■ **WHAT YOU WILL DO**: The answer should be a single number: how many lines of the entries below hold the word "instruments".
──────────────────────────────
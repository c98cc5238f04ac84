//! Metric instrument factories for scorebot-rs.
//!
//! Uses the OTel Meter API with the globally-registered `MeterProvider`.
//! All instruments are created lazily from the `"scorebot-rs"` meter.

use opentelemetry::metrics::{Counter, Histogram, Meter};

/// Returns the shared meter for scorebot-rs instruments.
fn meter() -> Meter {
    opentelemetry::global::meter("scorebot-rs")
}

/// Counter: submissions handled by an ingestion cycle.
/// Labels: `result` ("queued" | "duplicate" | "error").
pub fn submissions_ingested() -> Counter<u64> {
    meter()
        .u64_counter("scorebot.submissions.ingested")
        .with_description("Number of submissions handled by ingestion")
        .build()
}

/// Counter: per-item drain outcomes.
/// Labels: `outcome` (terminal state machine outcomes plus "retry").
pub fn drain_outcomes() -> Counter<u64> {
    meter()
        .u64_counter("scorebot.drain.outcomes")
        .with_description("Number of work items processed, by outcome")
        .build()
}

/// Counter: transient scoring failures (non-200 or transport).
pub fn scoring_failures() -> Counter<u64> {
    meter()
        .u64_counter("scorebot.scoring.failures")
        .with_description("Number of failed scoring service calls")
        .build()
}

/// Counter: outbound notifications.
/// Labels: `kind` ("scored" | "challenge" | "duplicate" | "invalid_puzzle"
/// | "unknown_error" | "disqualified").
pub fn notifications_sent() -> Counter<u64> {
    meter()
        .u64_counter("scorebot.notifications.sent")
        .with_description("Number of notification posts sent")
        .build()
}

/// Counter: credential refresh attempts.
/// Labels: `result` ("ok" | "error").
pub fn credential_refreshes() -> Counter<u64> {
    meter()
        .u64_counter("scorebot.credentials.refreshes")
        .with_description("Number of credential refresh attempts")
        .build()
}

/// Histogram: scoring service call duration in milliseconds.
pub fn scoring_duration_ms() -> Histogram<f64> {
    meter()
        .f64_histogram("scorebot.scoring.duration_ms")
        .with_description("Scoring service call duration in milliseconds")
        .with_unit("ms")
        .build()
}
──────────────────────────────
■ **RESPONSE**: 2